Prompt input A 6-year-old boy (new patient) presents to your clinic with wheezing. Per parents, he is on Fluticasone Propionate/Salmeterol (Advair® HFA), 2 puffs twice daily (total 460 mcg fluticasone/day) and montelukast. He also uses albuterol as needed. In the past 12 months, he has been to the ER 10 times for wheezing and given inhalers and oral medications. Three of the ER visits resulted in prolonged hospital stays for a “lung infection,” and he is “always sick”. Other than asthma, he has no medical problems that they are aware of. Parents also state that he is UTD on all his vaccines except for his 4-year vaccines. Parents have been hearing more about Tetanus and want to ensure that he is immune.
On physical examination, he exhibits diffuse wheezing, which improves with albuterol and oral steroids in the office. He is sent home with an oral steroid burst, albuterol, and continuation of Advair. The rest of the ROS and physical exam are negative, and he has a normal height and weight.

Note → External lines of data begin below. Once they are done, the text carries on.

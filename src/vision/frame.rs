//! Validated color frame.

use crate::error::{Error, Result};
use image::{DynamicImage, RgbImage};

/// Number of color channels a frame carries
pub const FRAME_CHANNELS: usize = 3;

/// A color frame with non-zero area.
///
/// Channel order is RGB. Sources that deliver BGR buffers must swap
/// before constructing a frame.
#[derive(Clone, Debug)]
pub struct Frame {
    pixels: RgbImage,
}

impl Frame {
    /// Wrap an RGB image, rejecting zero-area input.
    pub fn new(pixels: RgbImage) -> Result<Self> {
        if pixels.width() == 0 || pixels.height() == 0 {
            return Err(Error::InvalidFrame(format!(
                "zero-area frame ({}x{})",
                pixels.width(),
                pixels.height()
            )));
        }
        Ok(Self { pixels })
    }

    /// Build a frame from a raw interleaved buffer.
    ///
    /// `channels` must be 3 and `data` must hold exactly
    /// `width * height * channels` bytes.
    pub fn from_raw(width: u32, height: u32, channels: usize, data: Vec<u8>) -> Result<Self> {
        if channels != FRAME_CHANNELS {
            return Err(Error::InvalidFrame(format!(
                "expected {} channels, got {}",
                FRAME_CHANNELS, channels
            )));
        }
        let expected = width as usize * height as usize * channels;
        if data.len() != expected {
            return Err(Error::InvalidFrame(format!(
                "buffer holds {} bytes, {}x{}x{} needs {}",
                data.len(),
                width,
                height,
                channels,
                expected
            )));
        }
        let pixels = RgbImage::from_raw(width, height, data)
            .ok_or_else(|| Error::InvalidFrame("buffer/dimension mismatch".to_string()))?;
        Self::new(pixels)
    }

    /// Convert any decoded image into a frame.
    pub fn from_dynamic(image: DynamicImage) -> Result<Self> {
        Self::new(image.into_rgb8())
    }

    /// Frame width in pixels
    pub fn width(&self) -> u32 {
        self.pixels.width()
    }

    /// Frame height in pixels
    pub fn height(&self) -> u32 {
        self.pixels.height()
    }

    /// Underlying pixel buffer
    pub fn pixels(&self) -> &RgbImage {
        &self.pixels
    }

    /// Take ownership of the pixel buffer
    pub fn into_pixels(self) -> RgbImage {
        self.pixels
    }
}
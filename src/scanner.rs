//! Slice free-space estimator.
//!
//! Partitions the mask into `num_slices` equal-width vertical bands and counts
//! free pixels in each. `slice_width = floor(width / num_slices)`; columns past
//! `num_slices * slice_width` belong to no slice and are never counted.

use std::ops::Index;

use crate::config::FreeCriterion;
use crate::vision::ObstacleMask;

/// One vertical band `[x_start, x_end)` of the mask.
#[derive(Clone, Copy, Debug, PartialEq, Eq)]
pub struct Slice {
    /// Position from the left, `0..num_slices`
    pub index: usize,
    /// First column (inclusive)
    pub x_start: u32,
    /// Last column (exclusive)
    pub x_end: u32,
}

impl Slice {
    /// Band width in pixels
    pub fn width(&self) -> u32 {
        self.x_end - self.x_start
    }

    /// Horizontal center of the band
    pub fn center_x(&self) -> u32 {
        self.x_start + self.width() / 2
    }
}

/// Slice geometry for a given frame width.
#[derive(Clone, Debug, PartialEq, Eq)]
pub struct SliceLayout {
    frame_width: u32,
    slice_width: u32,
    slices: Vec<Slice>,
}

impl SliceLayout {
    /// Lay out `num_slices` bands across `frame_width` columns.
    ///
    /// When the frame is narrower than `num_slices` every band is empty.
    pub fn new(frame_width: u32, num_slices: usize) -> Self {
        let num_slices = num_slices.max(1);
        // Counts past u32::MAX leave every slice empty, same as any count wider than the frame
        let slice_width = u32::try_from(num_slices)
            .map(|n| frame_width / n)
            .unwrap_or(0);
        let slices = (0..num_slices)
            .map(|index| {
                let x_start = u32::try_from(index).map_or(0, |i| i * slice_width);
                Slice {
                    index,
                    x_start,
                    x_end: x_start + slice_width,
                }
            })
            .collect();

        Self {
            frame_width,
            slice_width,
            slices,
        }
    }

    /// Width of every slice
    pub fn slice_width(&self) -> u32 {
        self.slice_width
    }

    /// Width of the frame this layout was built for
    pub fn frame_width(&self) -> u32 {
        self.frame_width
    }

    /// Number of slices
    pub fn len(&self) -> usize {
        self.slices.len()
    }

    /// Always false; a layout has at least one slice
    pub fn is_empty(&self) -> bool {
        self.slices.is_empty()
    }

    /// Slices left to right
    pub fn slices(&self) -> &[Slice] {
        &self.slices
    }

    /// Slice by index
    pub fn get(&self, index: usize) -> Option<&Slice> {
        self.slices.get(index)
    }

    /// Columns at the right edge that no slice covers
    pub fn excluded_columns(&self) -> u32 {
        let covered = u32::try_from(self.slices.len())
            .map_or(0, |n| n.saturating_mul(self.slice_width));
        self.frame_width.saturating_sub(covered)
    }
}

/// Free-pixel count per slice, ordered by slice index.
#[derive(Clone, Debug, Default, PartialEq, Eq)]
pub struct FreeSpaceVector(Vec<u64>);

impl FreeSpaceVector {
    /// Wrap raw counts
    pub fn new(counts: Vec<u64>) -> Self {
        Self(counts)
    }

    /// Number of entries
    pub fn len(&self) -> usize {
        self.0.len()
    }

    /// True when there are no entries
    pub fn is_empty(&self) -> bool {
        self.0.is_empty()
    }

    /// Counts as a slice
    pub fn as_slice(&self) -> &[u64] {
        &self.0
    }

    /// Iterate counts left to right
    pub fn iter(&self) -> std::slice::Iter<'_, u64> {
        self.0.iter()
    }

    /// Index of the largest count, lowest index on ties.
    pub fn argmax(&self) -> Option<usize> {
        let mut best: Option<(usize, u64)> = None;
        for (i, &count) in self.0.iter().enumerate() {
            match best {
                Some((_, best_count)) if count <= best_count => {}
                _ => best = Some((i, count)),
            }
        }
        best.map(|(i, _)| i)
    }
}

impl Index<usize> for FreeSpaceVector {
    type Output = u64;

    fn index(&self, index: usize) -> &u64 {
        &self.0[index]
    }
}

impl From<Vec<u64>> for FreeSpaceVector {
    fn from(counts: Vec<u64>) -> Self {
        Self(counts)
    }
}

/// Count free pixels in every slice of the layout.
pub fn estimate_free_space(
    mask: &ObstacleMask,
    layout: &SliceLayout,
    criterion: FreeCriterion,
) -> FreeSpaceVector {
    FreeSpaceVector(
        layout
            .slices()
            .iter()
            .map(|slice| mask.count_free(slice.x_start, slice.x_end, criterion))
            .collect(),
    )
}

Initial labs and imaging are completed CBC with Diff: elevated eosinophils at 300 cells/μL Reassuring CMP Immunoglobulins: normal IgE and IgM, lower IgG (<2 standard deviations below the norm), low IgA Tetanus non-immune Chest x ray: normal
Two months later, the family returns and wants to discuss labs and additional medications for his symptoms. What labs should be drawn at this visit? Please include both visit specific labs and any follow-up labs needed from the last appointment. Based on the patient’s history, presenting symptoms, and available lab work, what is the most likely diagnosis? What is the most appropriate medication to start immediately, and what other medications and treatments should be considered? Information should be based on the latest peer-reviewed medical literature as of May 2025.